Count the lines in the records below that contain the word "super", and give only that number.

*** Block opens ***

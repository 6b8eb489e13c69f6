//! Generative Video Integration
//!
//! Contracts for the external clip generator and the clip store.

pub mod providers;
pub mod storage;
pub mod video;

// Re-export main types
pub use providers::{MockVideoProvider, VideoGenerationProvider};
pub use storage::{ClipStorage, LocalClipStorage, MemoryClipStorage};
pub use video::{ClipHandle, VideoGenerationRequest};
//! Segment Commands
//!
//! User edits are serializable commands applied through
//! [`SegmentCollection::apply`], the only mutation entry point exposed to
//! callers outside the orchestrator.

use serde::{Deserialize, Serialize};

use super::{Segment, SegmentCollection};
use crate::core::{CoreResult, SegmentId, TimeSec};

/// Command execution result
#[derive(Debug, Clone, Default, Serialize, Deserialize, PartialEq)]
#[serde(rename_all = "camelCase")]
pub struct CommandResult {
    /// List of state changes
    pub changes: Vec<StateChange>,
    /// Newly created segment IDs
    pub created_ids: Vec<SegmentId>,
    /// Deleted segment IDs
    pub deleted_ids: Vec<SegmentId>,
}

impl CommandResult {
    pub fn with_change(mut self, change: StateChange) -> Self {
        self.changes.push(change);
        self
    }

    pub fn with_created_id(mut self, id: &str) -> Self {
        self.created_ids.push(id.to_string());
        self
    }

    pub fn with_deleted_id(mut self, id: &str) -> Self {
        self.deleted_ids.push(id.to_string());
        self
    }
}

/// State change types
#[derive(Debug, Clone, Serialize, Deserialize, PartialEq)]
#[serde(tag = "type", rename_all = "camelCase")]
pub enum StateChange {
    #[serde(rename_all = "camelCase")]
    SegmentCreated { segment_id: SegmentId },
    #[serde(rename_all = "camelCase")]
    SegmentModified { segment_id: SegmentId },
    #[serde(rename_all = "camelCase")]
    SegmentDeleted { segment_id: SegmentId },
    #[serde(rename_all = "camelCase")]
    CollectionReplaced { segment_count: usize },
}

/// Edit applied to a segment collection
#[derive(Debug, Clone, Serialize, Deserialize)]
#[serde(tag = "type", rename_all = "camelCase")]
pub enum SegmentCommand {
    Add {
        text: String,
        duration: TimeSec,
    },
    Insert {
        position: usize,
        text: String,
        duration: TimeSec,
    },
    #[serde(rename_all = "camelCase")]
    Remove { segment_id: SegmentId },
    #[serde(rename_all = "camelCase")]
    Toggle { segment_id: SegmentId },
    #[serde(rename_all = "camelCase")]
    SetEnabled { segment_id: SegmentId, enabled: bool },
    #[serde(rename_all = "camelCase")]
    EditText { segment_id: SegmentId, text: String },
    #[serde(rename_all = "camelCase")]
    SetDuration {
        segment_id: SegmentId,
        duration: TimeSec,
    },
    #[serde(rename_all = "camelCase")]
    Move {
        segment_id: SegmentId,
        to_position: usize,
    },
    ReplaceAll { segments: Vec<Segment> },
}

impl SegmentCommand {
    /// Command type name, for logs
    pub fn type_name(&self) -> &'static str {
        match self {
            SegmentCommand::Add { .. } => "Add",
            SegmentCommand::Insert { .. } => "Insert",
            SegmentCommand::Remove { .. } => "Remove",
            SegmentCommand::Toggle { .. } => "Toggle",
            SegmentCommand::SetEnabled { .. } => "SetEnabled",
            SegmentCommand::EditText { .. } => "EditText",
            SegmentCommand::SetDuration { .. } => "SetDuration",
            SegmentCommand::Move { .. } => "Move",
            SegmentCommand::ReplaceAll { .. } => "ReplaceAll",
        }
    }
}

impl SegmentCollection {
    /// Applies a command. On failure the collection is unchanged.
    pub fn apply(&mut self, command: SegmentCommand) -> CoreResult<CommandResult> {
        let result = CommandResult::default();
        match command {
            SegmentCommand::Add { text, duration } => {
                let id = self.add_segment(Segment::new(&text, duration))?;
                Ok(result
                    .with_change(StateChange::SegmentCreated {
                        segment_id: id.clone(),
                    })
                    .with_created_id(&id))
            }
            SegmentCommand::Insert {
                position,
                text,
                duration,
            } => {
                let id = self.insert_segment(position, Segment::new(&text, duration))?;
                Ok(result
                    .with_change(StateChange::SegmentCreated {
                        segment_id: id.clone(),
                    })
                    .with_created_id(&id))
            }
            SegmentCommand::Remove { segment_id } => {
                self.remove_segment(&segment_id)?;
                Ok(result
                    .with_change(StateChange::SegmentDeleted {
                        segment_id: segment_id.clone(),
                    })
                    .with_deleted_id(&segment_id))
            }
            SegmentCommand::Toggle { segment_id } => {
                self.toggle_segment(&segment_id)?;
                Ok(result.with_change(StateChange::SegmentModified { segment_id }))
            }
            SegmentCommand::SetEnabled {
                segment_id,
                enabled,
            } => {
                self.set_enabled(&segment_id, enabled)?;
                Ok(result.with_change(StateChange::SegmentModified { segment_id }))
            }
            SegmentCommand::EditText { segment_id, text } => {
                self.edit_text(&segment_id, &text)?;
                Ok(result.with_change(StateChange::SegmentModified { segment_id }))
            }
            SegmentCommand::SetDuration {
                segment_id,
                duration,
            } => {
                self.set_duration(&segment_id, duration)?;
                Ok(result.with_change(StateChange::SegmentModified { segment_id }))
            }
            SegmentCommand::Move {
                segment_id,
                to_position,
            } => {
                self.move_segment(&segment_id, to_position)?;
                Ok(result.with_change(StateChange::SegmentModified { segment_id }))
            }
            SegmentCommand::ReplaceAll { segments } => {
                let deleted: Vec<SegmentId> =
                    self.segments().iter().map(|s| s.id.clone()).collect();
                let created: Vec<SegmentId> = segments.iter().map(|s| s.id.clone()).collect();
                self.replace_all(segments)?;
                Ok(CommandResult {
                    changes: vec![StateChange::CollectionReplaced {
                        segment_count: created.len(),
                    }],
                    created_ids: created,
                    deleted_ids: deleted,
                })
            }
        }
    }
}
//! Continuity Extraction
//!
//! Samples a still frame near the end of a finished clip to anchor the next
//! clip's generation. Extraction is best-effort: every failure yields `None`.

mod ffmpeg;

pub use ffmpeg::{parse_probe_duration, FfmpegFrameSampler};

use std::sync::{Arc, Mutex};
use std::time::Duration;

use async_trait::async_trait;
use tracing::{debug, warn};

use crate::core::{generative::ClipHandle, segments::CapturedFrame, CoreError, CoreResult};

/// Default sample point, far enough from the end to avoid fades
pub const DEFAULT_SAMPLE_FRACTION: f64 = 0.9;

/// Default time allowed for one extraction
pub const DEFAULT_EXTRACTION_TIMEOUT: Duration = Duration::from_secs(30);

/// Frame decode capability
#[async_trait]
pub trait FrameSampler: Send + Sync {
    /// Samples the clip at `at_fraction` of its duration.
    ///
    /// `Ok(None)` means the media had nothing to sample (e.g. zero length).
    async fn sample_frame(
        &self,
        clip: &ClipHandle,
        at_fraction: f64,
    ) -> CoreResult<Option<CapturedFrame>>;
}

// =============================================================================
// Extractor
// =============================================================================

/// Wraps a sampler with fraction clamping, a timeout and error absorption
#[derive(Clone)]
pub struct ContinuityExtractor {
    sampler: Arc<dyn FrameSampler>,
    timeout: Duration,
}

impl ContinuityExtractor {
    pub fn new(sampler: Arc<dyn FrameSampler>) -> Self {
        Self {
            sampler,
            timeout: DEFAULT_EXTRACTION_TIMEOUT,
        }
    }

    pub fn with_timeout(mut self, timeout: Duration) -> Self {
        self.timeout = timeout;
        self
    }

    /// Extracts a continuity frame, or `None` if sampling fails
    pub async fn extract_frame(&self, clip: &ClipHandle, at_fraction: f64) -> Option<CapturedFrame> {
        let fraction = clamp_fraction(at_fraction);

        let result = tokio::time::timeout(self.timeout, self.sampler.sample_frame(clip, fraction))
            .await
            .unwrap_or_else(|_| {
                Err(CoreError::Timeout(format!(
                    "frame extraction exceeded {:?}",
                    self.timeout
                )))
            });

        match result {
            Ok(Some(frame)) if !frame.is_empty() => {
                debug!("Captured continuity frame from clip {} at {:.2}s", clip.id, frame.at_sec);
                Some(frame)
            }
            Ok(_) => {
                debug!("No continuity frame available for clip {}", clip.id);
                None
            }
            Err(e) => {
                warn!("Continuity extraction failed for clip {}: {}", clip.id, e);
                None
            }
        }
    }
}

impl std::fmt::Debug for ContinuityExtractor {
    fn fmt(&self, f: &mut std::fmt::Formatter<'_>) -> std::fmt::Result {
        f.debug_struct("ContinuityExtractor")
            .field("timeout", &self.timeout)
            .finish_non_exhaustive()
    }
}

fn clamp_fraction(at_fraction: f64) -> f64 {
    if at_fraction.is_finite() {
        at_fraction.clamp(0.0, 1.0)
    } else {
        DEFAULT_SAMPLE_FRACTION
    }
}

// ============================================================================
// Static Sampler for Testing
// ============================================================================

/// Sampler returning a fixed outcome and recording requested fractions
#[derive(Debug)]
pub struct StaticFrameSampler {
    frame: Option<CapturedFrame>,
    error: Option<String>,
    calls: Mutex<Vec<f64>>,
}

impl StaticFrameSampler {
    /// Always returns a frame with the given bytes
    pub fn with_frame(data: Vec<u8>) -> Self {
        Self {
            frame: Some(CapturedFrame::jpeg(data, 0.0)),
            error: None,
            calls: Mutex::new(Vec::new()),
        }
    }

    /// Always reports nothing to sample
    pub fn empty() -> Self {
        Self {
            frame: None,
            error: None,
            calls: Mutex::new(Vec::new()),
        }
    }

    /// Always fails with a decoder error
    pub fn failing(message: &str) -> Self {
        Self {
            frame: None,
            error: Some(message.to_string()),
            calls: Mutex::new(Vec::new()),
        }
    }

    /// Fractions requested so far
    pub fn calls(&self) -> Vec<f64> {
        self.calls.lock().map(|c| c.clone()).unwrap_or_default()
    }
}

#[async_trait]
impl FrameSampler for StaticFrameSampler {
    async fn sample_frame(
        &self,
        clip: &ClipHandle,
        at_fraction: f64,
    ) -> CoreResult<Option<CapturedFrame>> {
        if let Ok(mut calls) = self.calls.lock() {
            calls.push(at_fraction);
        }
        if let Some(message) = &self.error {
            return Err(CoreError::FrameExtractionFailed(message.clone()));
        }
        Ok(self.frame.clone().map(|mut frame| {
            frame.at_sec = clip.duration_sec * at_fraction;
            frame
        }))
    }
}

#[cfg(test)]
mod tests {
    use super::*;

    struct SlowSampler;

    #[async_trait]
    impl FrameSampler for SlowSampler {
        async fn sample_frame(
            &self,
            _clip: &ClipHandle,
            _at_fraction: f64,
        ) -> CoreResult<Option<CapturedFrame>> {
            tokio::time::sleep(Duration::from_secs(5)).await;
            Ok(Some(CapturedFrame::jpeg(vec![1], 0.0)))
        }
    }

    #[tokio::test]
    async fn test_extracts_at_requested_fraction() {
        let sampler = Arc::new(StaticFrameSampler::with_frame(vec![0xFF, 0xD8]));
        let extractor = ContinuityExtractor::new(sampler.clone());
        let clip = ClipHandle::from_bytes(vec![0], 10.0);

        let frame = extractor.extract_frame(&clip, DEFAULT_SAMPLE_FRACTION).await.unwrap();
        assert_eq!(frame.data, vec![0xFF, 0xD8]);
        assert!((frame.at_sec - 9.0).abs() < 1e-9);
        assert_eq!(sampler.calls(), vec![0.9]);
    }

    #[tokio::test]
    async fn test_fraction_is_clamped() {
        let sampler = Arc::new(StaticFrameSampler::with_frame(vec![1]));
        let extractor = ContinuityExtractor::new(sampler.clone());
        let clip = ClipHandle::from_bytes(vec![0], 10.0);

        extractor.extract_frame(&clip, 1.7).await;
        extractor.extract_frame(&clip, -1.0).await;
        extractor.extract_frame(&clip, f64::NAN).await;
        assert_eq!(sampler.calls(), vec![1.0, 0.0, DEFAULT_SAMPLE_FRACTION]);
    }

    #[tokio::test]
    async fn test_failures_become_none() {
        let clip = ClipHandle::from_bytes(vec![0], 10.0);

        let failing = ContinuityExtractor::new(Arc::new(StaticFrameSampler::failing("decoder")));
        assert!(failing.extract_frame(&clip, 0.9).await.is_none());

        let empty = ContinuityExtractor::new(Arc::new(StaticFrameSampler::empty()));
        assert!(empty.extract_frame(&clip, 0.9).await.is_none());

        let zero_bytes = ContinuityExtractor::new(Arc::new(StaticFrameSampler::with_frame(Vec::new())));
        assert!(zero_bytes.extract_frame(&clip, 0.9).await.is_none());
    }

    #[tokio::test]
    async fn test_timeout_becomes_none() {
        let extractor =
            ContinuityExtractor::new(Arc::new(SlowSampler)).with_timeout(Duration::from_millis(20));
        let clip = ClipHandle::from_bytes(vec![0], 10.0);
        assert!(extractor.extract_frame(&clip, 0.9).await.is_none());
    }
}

*** Block closes ***

● **RESULT FOR THIS EXERCISE**
2